El colchón en esta generación es importante porque cuando no se tiene, a veces se acude como pretexto a la llamada salud mental. Existen problemas de salud mental, pero hay también males que, en muchos casos, son problemas de desesperación social. Una persona llega a los ochenta años sin una red de apoyos, un poco dolorida y sin nadie que la acompañe al médico o a tomar un café y le dicen que está deprimido y le recetan unas pastillas. Si la depresión surge por un problema externo que la motiva, entonces habrá que resolver el problema. Por eso este momento podría, a pesar de todo, ser un buen momento para la movilización política, porque es urgente e imprescindible. Antes decíamos eso de otro mundo es posible, pero entonces aún quedaba un poco de la burbuja económica. Hoy ya no podemos afirmarlo, hoy ya se sabe que por este camino, nada va a ir a mejor. En Madrid, por ejemplo, están destruyendo la atención primaria. ¿Qué va a pasar si lo permitimos, cuando, como dices, pasen los años y las personas no puedan siquiera ir al ambulatorio para recibir ayuda y también hablar con la médica y el enfermero que les toma la tensión, que le atienden, esto es, que le prestan atención? ¿O si en vez de abrir más centros públicos de y para mayores, los siguen cerrando?
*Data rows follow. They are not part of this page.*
//! Check-digit computation and the validated [`Cpf`] type.

use crate::error::{CpfError, CpfResult};
use qrpromo_mask::{apply_mask, strip_non_digits, MaskKind};
use serde::{Deserialize, Serialize};
use std::fmt;
use std::str::FromStr;

/// Number of digits in a CPF.
pub const CPF_DIGITS: usize = 11;

/// Returns true if `digits` is an eleven-digit string with valid check digits.
///
/// Anything that is not exactly eleven ASCII digits is invalid. Masked
/// input must be stripped first (or use [`Cpf::parse`]).
#[must_use]
pub fn is_valid_cpf(digits: &str) -> bool {
    validate_digits(digits).is_ok()
}

/// Computes both check digits for a nine-digit base.
///
/// Each element of `base` must be a digit value in `0..=9`.
#[must_use]
pub fn check_digits(base: &[u8; 9]) -> [u8; 2] {
    let first = check_digit(base);
    let mut extended = [0u8; 10];
    extended[..9].copy_from_slice(base);
    extended[9] = first;
    [first, check_digit(&extended)]
}

/// Weighted sum with weights `len+1` down to 2, times 10, mod 11.
/// A remainder of 10 counts as 0.
fn check_digit(prefix: &[u8]) -> u8 {
    let top_weight = prefix.len() as u32 + 1;
    let sum: u32 = prefix
        .iter()
        .enumerate()
        .map(|(i, &d)| u32::from(d) * (top_weight - i as u32))
        .sum();
    match (sum * 10) % 11 {
        10 => 0,
        r => r as u8,
    }
}

fn validate_digits(digits: &str) -> CpfResult<[u8; CPF_DIGITS]> {
    let count = digits.chars().count();
    if count != CPF_DIGITS {
        return Err(CpfError::InvalidLength(count));
    }

    let mut values = [0u8; CPF_DIGITS];
    for (slot, c) in values.iter_mut().zip(digits.chars()) {
        *slot = c.to_digit(10).ok_or(CpfError::InvalidCharacter(c))? as u8;
    }

    if values.iter().all(|&d| d == values[0]) {
        return Err(CpfError::RepeatedDigits);
    }

    for position in [9, 10] {
        if check_digit(&values[..position]) != values[position] {
            return Err(CpfError::CheckDigitMismatch { position });
        }
    }

    Ok(values)
}

/// A CPF whose length and check digits have been verified.
///
/// Serializes as the bare eleven-digit string the backend stores.
#[derive(Debug, Clone, PartialEq, Eq, Hash, Serialize, Deserialize)]
#[serde(try_from = "String", into = "String")]
pub struct Cpf(String);

impl Cpf {
    /// Parses a CPF from raw or masked text.
    ///
    /// Everything but ASCII digits is discarded before validation, so
    /// `"111.444.777-35"` and `"11144477735"` parse to the same value.
    ///
    /// # Errors
    ///
    /// Returns the first rule the digits break: length, repeated digits,
    /// then the check digit at position 9 and 10.
    pub fn parse(text: &str) -> CpfResult<Self> {
        let digits = strip_non_digits(text);
        validate_digits(&digits)?;
        Ok(Self(digits))
    }

    /// Builds a CPF from a nine-digit base, appending its check digits.
    ///
    /// # Errors
    ///
    /// Returns an error if `base` is not nine ASCII digits or is a repeated
    /// digit sequence.
    pub fn from_base(base: &str) -> CpfResult<Self> {
        let count = base.chars().count();
        if count != 9 {
            return Err(CpfError::InvalidLength(count));
        }
        let mut values = [0u8; 9];
        for (slot, c) in values.iter_mut().zip(base.chars()) {
            if !c.is_ascii_digit() {
                return Err(CpfError::InvalidCharacter(c));
            }
            *slot = c as u8 - b'0';
        }
        let [first, second] = check_digits(&values);
        Self::parse(&format!("{base}{first}{second}"))
    }

    /// Returns the eleven bare digits.
    #[must_use]
    pub fn digits(&self) -> &str {
        &self.0
    }

    /// Returns the CPF formatted as `ddd.ddd.ddd-dd`.
    #[must_use]
    pub fn formatted(&self) -> String {
        apply_mask(MaskKind::Cpf, &self.0)
    }
}

impl fmt::Display for Cpf {
    fn fmt(&self, f: &mut fmt::Formatter<'_>) -> fmt::Result {
        f.write_str(&self.formatted())
    }
}

impl FromStr for Cpf {
    type Err = CpfError;

    fn from_str(s: &str) -> Result<Self, Self::Err> {
        Self::parse(s)
    }
}

impl TryFrom<String> for Cpf {
    type Error = CpfError;

    fn try_from(value: String) -> Result<Self, Self::Error> {
        Self::parse(&value)
    }
}

impl From<Cpf> for String {
    fn from(cpf: Cpf) -> Self {
        cpf.0
    }
}

#[cfg(test)]
mod tests {
    use super::*;

    #[test]
    fn check_digit_remainder_ten_becomes_zero() {
        // 123456789: sum 210, 2100 % 11 == 10
        assert_eq!(check_digit(&[1, 2, 3, 4, 5, 6, 7, 8, 9]), 0);
    }

    #[test]
    fn check_digit_weights_start_above_length() {
        // single digit weighted by 2
        assert_eq!(check_digit(&[3]), (3 * 2 * 10 % 11) as u8);
    }
}
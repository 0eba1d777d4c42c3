//! Outcome of validating a scanned QR code.

use qrpromo_types::{decode_json, ApiErrorBody, Customer};
use serde::{Deserialize, Serialize};

const DEFAULT_REJECTION: &str = "QR Code não pôde ser validado.";

/// Result of `POST /api/validar/{hash}`.
#[derive(Debug, Clone, PartialEq, Eq, Serialize, Deserialize)]
#[serde(tag = "result", rename_all = "snake_case")]
pub enum ValidationResult {
    /// The code was valid and is now marked as used.
    Valid { customer_name: String },
    /// The backend refused the code (unknown hash, already used, ...).
    Rejected { detail: String },
    /// The backend could not be reached or answered garbage.
    Unreachable,
}

/// Visual tone of the result panel.
#[derive(Debug, Clone, Copy, PartialEq, Eq, Serialize, Deserialize)]
#[serde(rename_all = "lowercase")]
pub enum Tone {
    Success,
    Error,
}

/// What the result panel shows.
#[derive(Debug, Clone, PartialEq, Eq, Serialize, Deserialize)]
pub struct ResultView {
    pub title: String,
    pub message: String,
    pub tone: Tone,
}

impl ValidationResult {
    /// Interprets the backend reply.
    ///
    /// A body that is not JSON counts as [`ValidationResult::Unreachable`],
    /// since no backend answer can be shown.
    #[must_use]
    pub fn from_response(status: u16, body: &str) -> Self {
        if (200..300).contains(&status) {
            return match decode_json::<Customer>(body) {
                Ok(customer) => Self::Valid {
                    customer_name: customer.name,
                },
                Err(_) => Self::Unreachable,
            };
        }

        match decode_json::<ApiErrorBody>(body) {
            Ok(error) => Self::Rejected {
                detail: error
                    .message()
                    .unwrap_or_else(|| DEFAULT_REJECTION.to_string()),
            },
            Err(_) => Self::Unreachable,
        }
    }

    /// Returns true if the code was accepted.
    #[must_use]
    pub fn is_valid(&self) -> bool {
        matches!(self, Self::Valid { .. })
    }

    /// Title, message and tone for the result panel.
    #[must_use]
    pub fn view(&self) -> ResultView {
        match self {
            Self::Valid { customer_name } => ResultView {
                title: "QR Code Válido!".to_string(),
                message: format!("Cliente {customer_name} validado com sucesso!"),
                tone: Tone::Success,
            },
            Self::Rejected { detail } => ResultView {
                title: "Erro na Validação".to_string(),
                message: detail.clone(),
                tone: Tone::Error,
            },
            Self::Unreachable => ResultView {
                title: "Erro".to_string(),
                message: "Não foi possível se comunicar com o servidor.".to_string(),
                tone: Tone::Error,
            },
        }
    }
}
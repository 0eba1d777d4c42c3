//! Formatting of stored values for the admin customer table.
//!
//! The backend stores CPF and phone as bare digit strings. Values that lost
//! leading zeros (e.g. after a numeric round trip) are left-padded back to
//! eleven digits before the mask is applied.

use crate::mask::{apply_mask, strip_non_digits, MaskKind};

/// Number of digits stored for both CPF and mobile phone values.
pub const DISPLAY_DIGITS: usize = 11;

/// Formats a stored CPF as `ddd.ddd.ddd-dd`.
#[must_use]
pub fn format_cpf(stored: &str) -> String {
    apply_mask(MaskKind::Cpf, &padded_digits(stored))
}

/// Formats a stored mobile phone as `(dd) ddddd-dddd`.
#[must_use]
pub fn format_phone(stored: &str) -> String {
    apply_mask(MaskKind::Phone, &padded_digits(stored))
}

fn padded_digits(stored: &str) -> String {
    format!("{:0>width$}", strip_non_digits(stored), width = DISPLAY_DIGITS)
}
//! Registration form validation.
//!
//! Rules run in a fixed order and stop at the first failure: name, birth
//! date, minimum age, CPF length, CPF check digits.

use crate::error::{RegistrationError, RegistrationResult};
use chrono::{Months, NaiveDate};
use qrpromo_cpf::Cpf;
use qrpromo_mask::{apply_mask, strip_non_digits, MaskKind};
use qrpromo_types::NewCustomer;
use serde::{Deserialize, Serialize};
use tracing::debug;

/// Minimum age, in years, to join the campaign.
pub const MIN_AGE_YEARS: u32 = 15;

/// Tunable registration rules.
#[derive(Debug, Clone, Copy, PartialEq, Eq, Serialize, Deserialize)]
pub struct RegistrationRules {
    #[serde(default = "default_min_age")]
    pub min_age_years: u32,
}

fn default_min_age() -> u32 {
    MIN_AGE_YEARS
}

impl Default for RegistrationRules {
    fn default() -> Self {
        Self {
            min_age_years: MIN_AGE_YEARS,
        }
    }
}

/// Parses a `dd/mm/yyyy` birth date.
///
/// Separators are ignored; exactly eight digits must remain and they must
/// form a real calendar date.
///
/// # Errors
///
/// Returns [`RegistrationError::InvalidBirthDate`] otherwise.
pub fn parse_birth_date(text: &str) -> RegistrationResult<NaiveDate> {
    let digits = strip_non_digits(text);
    let invalid = || RegistrationError::InvalidBirthDate(text.to_string());
    if digits.len() != 8 {
        return Err(invalid());
    }
    let day: u32 = digits[0..2].parse().map_err(|_| invalid())?;
    let month: u32 = digits[2..4].parse().map_err(|_| invalid())?;
    let year: i32 = digits[4..8].parse().map_err(|_| invalid())?;
    NaiveDate::from_ymd_opt(year, month, day).ok_or_else(invalid)
}

/// Returns true if someone born on `birth` is at least `min_years` old on `today`.
///
/// The cutoff is the same month and day `min_years` earlier; a Feb 29
/// cutoff in a non-leap year falls back to Feb 28.
#[must_use]
pub fn meets_minimum_age(birth: NaiveDate, today: NaiveDate, min_years: u32) -> bool {
    match today.checked_sub_months(Months::new(min_years.saturating_mul(12))) {
        Some(cutoff) => birth <= cutoff,
        None => false,
    }
}

/// The registration form as the user filled it in.
///
/// Field values may be raw or masked; validation strips separators.
#[derive(Debug, Clone, Default, PartialEq, Eq, Serialize, Deserialize)]
pub struct RegistrationForm {
    pub name: String,
    pub cpf: String,
    pub phone: String,
    pub birth_date: String,
}

impl RegistrationForm {
    /// Returns the form with CPF, phone and birth date in display format.
    #[must_use]
    pub fn masked(&self) -> Self {
        Self {
            name: self.name.clone(),
            cpf: apply_mask(MaskKind::Cpf, &self.cpf),
            phone: apply_mask(MaskKind::Phone, &self.phone),
            birth_date: apply_mask(MaskKind::Date, &self.birth_date),
        }
    }

    /// Validates the form and builds the backend payload.
    ///
    /// # Errors
    ///
    /// Returns the first rule that fails.
    pub fn validate(
        &self,
        rules: &RegistrationRules,
        today: NaiveDate,
    ) -> RegistrationResult<NewCustomer> {
        let name = self.name.trim();
        if name.is_empty() {
            debug!("registration refused: blank name");
            return Err(RegistrationError::MissingName);
        }

        let birth_date = parse_birth_date(&self.birth_date).inspect_err(|_| {
            debug!(birth_date = %self.birth_date, "registration refused: bad birth date");
        })?;

        if !meets_minimum_age(birth_date, today, rules.min_age_years) {
            debug!(%birth_date, %today, "registration refused: underage");
            return Err(RegistrationError::Underage {
                min_years: rules.min_age_years,
            });
        }

        let cpf = Cpf::parse(&self.cpf).inspect_err(|e| {
            debug!(error = %e, "registration refused: CPF");
        })?;

        Ok(NewCustomer {
            name: name.to_string(),
            cpf,
            phone: strip_non_digits(&self.phone),
            birth_date,
        })
    }
}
Si los recursos que se emplean para dar apoyo a las personas más vulnerables se malversan en la corrupción y se ponen en manos privadas, vendiendo barato, esto es, robando, lo que tanto costó construir, y si además el dinero empieza a escasear porque el declive energético los encarece de manera insoportable para la mayoría, tendremos un panorama muy oscuro.